Девочка подняла глаза и посмотрела на своего старого отца с тревожной нежностью. Меня, помню, поразила серьезность и глубина ее взгляда. Хороша она была необычайно! Прежде мне казалось, что самая красивая из всех женщин, виденных мною, моя мать. Но теперь я вынужден был признаться самому себе, что никогда еще не видел таких красавиц, как десятилетняя Сельви. Она была поистине луноликая, округлое личико и нежное-нежное, я впервые понял, почему красивое девичье лицо в любовных стихах сравнивают с луной и персиком. Какой нежной смуглотой розовели щеки Сельви. А когда ей случалось раскраснеться, румянец был точь-в-точь розовые нежные лепестки. А маленький нежный алый рот... А черные полумесяцы тонких бровей... А этот нежно округленный подбородок... А волосы, темно-каштановые с чудесным шелковистым отливом... А маленькие ступни в домашних туфельках, а нежно-точеные детские еще руки... А как чудесны были ее огромные, чуть округленные глаза в длинных загнутых темных ресницах, будто живые темные шмели кротко замерли на розовых лепестках. Но я уже и тогда догадался, что эти глаза могут выражать не только нежную глубокую серьезность, но и безоглядную страсть, боль, отчаяние, тоску.
Сельви стеснялась меня. Ничего не оставалось, как приняться за еду. Девочка ела совсем мало. Меня также смущал ее серьезный взгляд. Спустя некоторое время к нам присоединились Пашша, мать Хасана, и сам Хасан. Они приветливо беседовали с дедом, не обращая внимания на Сельви. Им не представили ее, значит, они уже видели ее прежде. Затем пришла госпожа Зейнаб, недолго посидела с нами, сделала несколько замечаний моей матери и, к моему огорчению, увела свою дочь.
Через два дня я уже был на ногах и занялся исследованием дедушкиного дома. Я и сам понимал, что брожу по дому в надежде снова встретить Сельви. Я хорошо помнил, как она заглянула в дверь комнаты, где я лежал. Она хотела увидеть меня, познакомиться со мной. Она так же одинока, как я! Она растет в покоях своей властной матери, без сверстниц-подруг; отец, быть может, единственный близкий ей человек. А что, если она просто разочаровалась во мне и нарочно теперь избегает меня?
Кроме моей матери и Сельви, у деда Абдуррахмана было еще несколько сыновей и дочерей, все они уже обзавелись собственными семьями. В Айдосе жили две мои тетки. Но у госпожи Зейнаб Сельви была единственной дочерью. Госпожа Зейнаб одевала ее нарядно и изящно, пригласила учительницу грамоты; одна старая рабыня, опытная в искусстве танца, учила Сельви танцевать и красиво двигаться. Разумеется, все занятия прохода ли только в присутствии матери.
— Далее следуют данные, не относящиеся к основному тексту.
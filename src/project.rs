//! The project represents the static input data provided by the user.
use crate::building::BuildingTypeMap;
use crate::energy_carrier::EnergyCarrierMap;
use crate::energy_system::EnergySystemMap;
use crate::measure::BuildingMeasureMap;
use crate::scenario::{Scenario, ScenarioID, ScenarioMap};
use std::path::PathBuf;

pub mod parameters;
pub use parameters::{MeasureAggregation, ProjectParameters, ValidationConfig};

/// Project definition
#[derive(Debug, Clone)]
pub struct Project {
    /// Path to project folder
    pub project_path: PathBuf,
    /// Parameters from the project TOML file
    pub parameters: ProjectParameters,
    /// The catalogues scenarios draw on
    pub calculation_data: CalculationData,
    /// Scenarios to compare
    pub scenarios: ScenarioMap,
}

impl Project {
    /// Iterate over the project's scenarios
    pub fn iter_scenarios(&self) -> indexmap::map::Values<'_, ScenarioID, Scenario> {
        self.scenarios.values()
    }
}

/// Building types, energy systems, energy carriers, measures and climate for a project
#[derive(Debug, Clone, Default)]
pub struct CalculationData {
    /// Building types (including soft-deleted ones)
    pub building_types: BuildingTypeMap,
    /// Energy systems
    pub energy_systems: EnergySystemMap,
    /// Energy carriers
    pub energy_carriers: EnergyCarrierMap,
    /// Renovation measures
    pub building_measures: BuildingMeasureMap,
    /// Climate of the district
    pub climate: DistrictClimate,
}

/// Climate data for the district the project is located in
#[derive(Debug, Clone, Copy, PartialEq, Default)]
pub struct DistrictClimate {
    /// Outdoor temperature used for sizing heating systems (°C)
    pub outdoor_design_temperature: f64,
}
Я начал страдать. Ко мне еще не пригласили учителей, отец отложил это на то время, когда мы поселимся в собственном доме. Он занимался покупкой дома и земли, устройством Хасана в военный гарнизон Айдоса, и редко бывал с нами, со мной и с матерью, с Пашшой. Мать проводила дни в отведенных ей комнатах, сидя с Пашшой за вышиванием. Их искусные вышивки смягчили сердце спесивой госпожи Зейнаб, она даже стала беседовать с ними, даже училась у них; а они, женщины умные, относились к ней почтительно, ведь она была хозяйкой дома.
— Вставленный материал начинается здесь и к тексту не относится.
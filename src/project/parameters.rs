//! Read and validate project parameters from `project.toml`.
//!
//! Besides the district climate and economic defaults, the file carries the limits used when
//! validating the rest of the project's input data.
use crate::input::{input_err_msg, read_toml};
use crate::scenario::LifetimeEnergyCostMode;
use anyhow::{Context, Result, ensure};
use serde::Deserialize;
use serde_string_enum::DeserializeLabeledStringEnum;
use std::path::Path;
use strum::Display;

const PROJECT_PARAMETERS_FILE_NAME: &str = "project.toml";

/// The input format versions this version of the program can read
pub const SUPPORTED_FORMAT_VERSIONS: [&str; 1] = ["1"];

macro_rules! define_param_default {
    ($name:ident, $type: ty, $value: expr) => {
        fn $name() -> $type {
            $value
        }
    };
}

define_param_default!(default_max_building_types, usize, 500);
define_param_default!(default_max_scenarios, usize, 50);
define_param_default!(default_max_energy_systems, usize, 200);
define_param_default!(default_max_building_measures, usize, 1000);
define_param_default!(
    default_supported_format_versions,
    Vec<String>,
    SUPPORTED_FORMAT_VERSIONS.map(String::from).to_vec()
);

/// How the costs and embodied impacts of measures are added up within a scenario
#[derive(PartialEq, Eq, Debug, Clone, Copy, Default, DeserializeLabeledStringEnum, Display)]
#[strum(serialize_all = "snake_case")]
pub enum MeasureAggregation {
    /// Each distinct measure is counted once, however many building types use it
    #[default]
    #[string = "per_measure"]
    PerMeasure,
    /// Each building a measure is applied to counts once
    #[string = "per_building"]
    PerBuilding,
}

/// Limits applied when validating input data
#[derive(Debug, Deserialize, PartialEq, Clone)]
pub struct ValidationConfig {
    /// The maximum number of building types in a project
    #[serde(default = "default_max_building_types")]
    pub max_building_types: usize,
    /// The maximum number of scenarios in a project
    #[serde(default = "default_max_scenarios")]
    pub max_scenarios: usize,
    /// The maximum number of energy systems in a project
    #[serde(default = "default_max_energy_systems")]
    pub max_energy_systems: usize,
    /// The maximum number of building measures in a project
    #[serde(default = "default_max_building_measures")]
    pub max_building_measures: usize,
    /// Input format versions which are accepted
    #[serde(default = "default_supported_format_versions")]
    pub supported_format_versions: Vec<String>,
}

impl Default for ValidationConfig {
    fn default() -> Self {
        Self {
            max_building_types: default_max_building_types(),
            max_scenarios: default_max_scenarios(),
            max_energy_systems: default_max_energy_systems(),
            max_building_measures: default_max_building_measures(),
            supported_format_versions: default_supported_format_versions(),
        }
    }
}

impl ValidationConfig {
    /// Check that a collection of the given kind does not exceed its limit
    pub fn check_count(&self, kind: &str, count: usize, max: usize) -> Result<()> {
        ensure!(
            count <= max,
            "Too many {kind}: {count} given, but the maximum is {max}"
        );

        Ok(())
    }

    /// Check that the limits themselves are usable
    fn validate(&self) -> Result<()> {
        for (name, value) in [
            ("max_building_types", self.max_building_types),
            ("max_scenarios", self.max_scenarios),
            ("max_energy_systems", self.max_energy_systems),
            ("max_building_measures", self.max_building_measures),
        ] {
            ensure!(value > 0, "{name} cannot be zero");
        }
        ensure!(
            !self.supported_format_versions.is_empty(),
            "supported_format_versions is empty"
        );

        Ok(())
    }
}

/// Project parameters as defined in the `project.toml` file.
#[derive(Debug, Deserialize, PartialEq, Clone)]
pub struct ProjectParameters {
    /// Name of the project
    pub name: String,
    /// Version of the input format the project is written in
    pub format_version: String,
    /// Outdoor temperature used for sizing heating systems (°C)
    pub outdoor_design_temperature: f64,
    /// How lifetime energy costs are calculated, unless a scenario says otherwise
    #[serde(default)]
    pub lifetime_energy_cost_mode: LifetimeEnergyCostMode,
    /// How measure costs and embodied impacts are added up within a scenario
    #[serde(default)]
    pub measure_aggregation: MeasureAggregation,
    /// Limits for validating the other input files
    #[serde(default)]
    pub validation: ValidationConfig,
}

/// Check that the `format_version` parameter is one we can read
fn check_format_version(version: &str, supported: &[String]) -> Result<()> {
    ensure!(
        supported.iter().any(|v| v == version),
        "Unsupported format_version '{version}'. Supported versions: {}",
        supported.join(", ")
    );

    Ok(())
}

/// Check that the `outdoor_design_temperature` parameter is valid
fn check_outdoor_design_temperature(value: f64) -> Result<()> {
    ensure!(
        value.is_finite(),
        "outdoor_design_temperature must be a finite number"
    );

    Ok(())
}

impl ProjectParameters {
    /// Read a project file from the specified directory.
    ///
    /// # Arguments
    ///
    /// * `project_dir` - Folder containing project input files
    ///
    /// # Returns
    ///
    /// The file contents as a [`ProjectParameters`] struct or an error if the file is invalid
    pub fn from_path<P: AsRef<Path>>(project_dir: P) -> Result<ProjectParameters> {
        let file_path = project_dir.as_ref().join(PROJECT_PARAMETERS_FILE_NAME);
        let params: ProjectParameters = read_toml(&file_path)?;

        params
            .validate()
            .with_context(|| input_err_msg(file_path))?;

        Ok(params)
    }

    /// Validate parameters after reading in file
    fn validate(&self) -> Result<()> {
        ensure!(!self.name.trim().is_empty(), "Project name is empty");

        self.validation
            .validate()
            .context("Invalid validation limits")?;

        check_format_version(
            &self.format_version,
            &self.validation.supported_format_versions,
        )?;

        check_outdoor_design_temperature(self.outdoor_design_temperature)?;

        Ok(())
    }
}

#[cfg(test)]
mod tests {
    use super::*;
    use rstest::rstest;
    use std::fs::File;
    use std::io::Write;
    use tempfile::tempdir;

    #[test]
    fn project_params_from_path() {
        let dir = tempdir().unwrap();
        {
            let mut file = File::create(dir.path().join(PROJECT_PARAMETERS_FILE_NAME)).unwrap();
            writeln!(
                file,
                "name = \"Test\"\nformat_version = \"1\"\noutdoor_design_temperature = -12.0"
            )
            .unwrap();
        }

        let params = ProjectParameters::from_path(dir.path()).unwrap();
        assert_eq!(params.outdoor_design_temperature, -12.0);
        assert_eq!(
            params.lifetime_energy_cost_mode,
            LifetimeEnergyCostMode::ProjectedPrice
        );
        assert_eq!(params.measure_aggregation, MeasureAggregation::PerMeasure);
        assert_eq!(params.validation, ValidationConfig::default());
    }

    #[test]
    fn project_params_from_path_with_options() {
        let dir = tempdir().unwrap();
        {
            let mut file = File::create(dir.path().join(PROJECT_PARAMETERS_FILE_NAME)).unwrap();
            writeln!(
                file,
                "name = \"Test\"
format_version = \"2\"
outdoor_design_temperature = -12.0
lifetime_energy_cost_mode = \"annual_increase\"
measure_aggregation = \"per_building\"

[validation]
max_scenarios = 3
supported_format_versions = [\"1\", \"2\"]"
            )
            .unwrap();
        }

        let params = ProjectParameters::from_path(dir.path()).unwrap();
        assert_eq!(
            params.lifetime_energy_cost_mode,
            LifetimeEnergyCostMode::AnnualIncrease
        );
        assert_eq!(params.measure_aggregation, MeasureAggregation::PerBuilding);
        assert_eq!(params.validation.max_scenarios, 3);
        assert_eq!(
            params.validation.max_building_types,
            default_max_building_types()
        );
    }

    #[rstest]
    #[case("1", true)]
    #[case("2", false)]
    #[case("", false)]
    fn check_format_version_works(#[case] version: &str, #[case] expected_valid: bool) {
        let supported = default_supported_format_versions();
        assert_eq!(
            check_format_version(version, &supported).is_ok(),
            expected_valid
        );
    }

    #[rstest]
    #[case(-10.0, true)]
    #[case(0.0, true)]
    #[case(f64::NAN, false)]
    #[case(f64::NEG_INFINITY, false)]
    fn check_outdoor_design_temperature_works(#[case] value: f64, #[case] expected_valid: bool) {
        assert_eq!(
            check_outdoor_design_temperature(value).is_ok(),
            expected_valid
        );
    }

    #[test]
    fn validation_config_check_count() {
        let config = ValidationConfig::default();
        config
            .check_count("scenarios", 2, config.max_scenarios)
            .unwrap();
        assert!(config.check_count("scenarios", 51, config.max_scenarios).is_err());
    }

    #[test]
    fn validation_config_zero_limit() {
        let config = ValidationConfig {
            max_scenarios: 0,
            ..ValidationConfig::default()
        };
        assert!(config.validate().is_err());
    }
}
У меня было вдоволь времени для страданий. До этого я несколько раз считал себя влюбленным, то в одну служанку моей матери, то в девушку-гостью. Но с этой девочкой все было совсем иначе. В прежние мои влюбленности я гордо говорил себе, даже убеждал себя, что влюблен; влюбленность приближала меня к взрослым, сказать себе: «Я влюблен!» было все равно, что потихоньку прокрасться в комнату отца и примерить его белый нарядный тюрбан. Тюрбан слишком еще велик для моей черной, стриженной ежиком детской головы, кисточка свисает на глаза, но все равно на какой-то миг ощущаешь себя очень значительным, причастным к большой и интересной взрослой жизни. Но о моем желании видеть Сельви я никогда не осмелился бы сказать — «любовь»! Я просто страдал, не видя ее; искал ее и не понимал, почему мне так больно и почему эта боль имеет свою сладость.
Но судьбе было угодно, чтобы я на короткое время отвлекся от моего чувства к Сельви. Дед ласково пенял отцу за то, что я еще не обрезан. Отец, нежно и трепетно любивший меня, все откладывал обряд обрезания, считая, что у меня слабое здоровье, хотя и понимал, что поступает дурно. Дед убедил его в том, что в зрелом возрасте обрезание переносится тяжелее и уговорил проделать этот священный обряд, пока мы гостим в его доме.
— Это будет хороший повод для праздника в вашу честь! — говорил дед.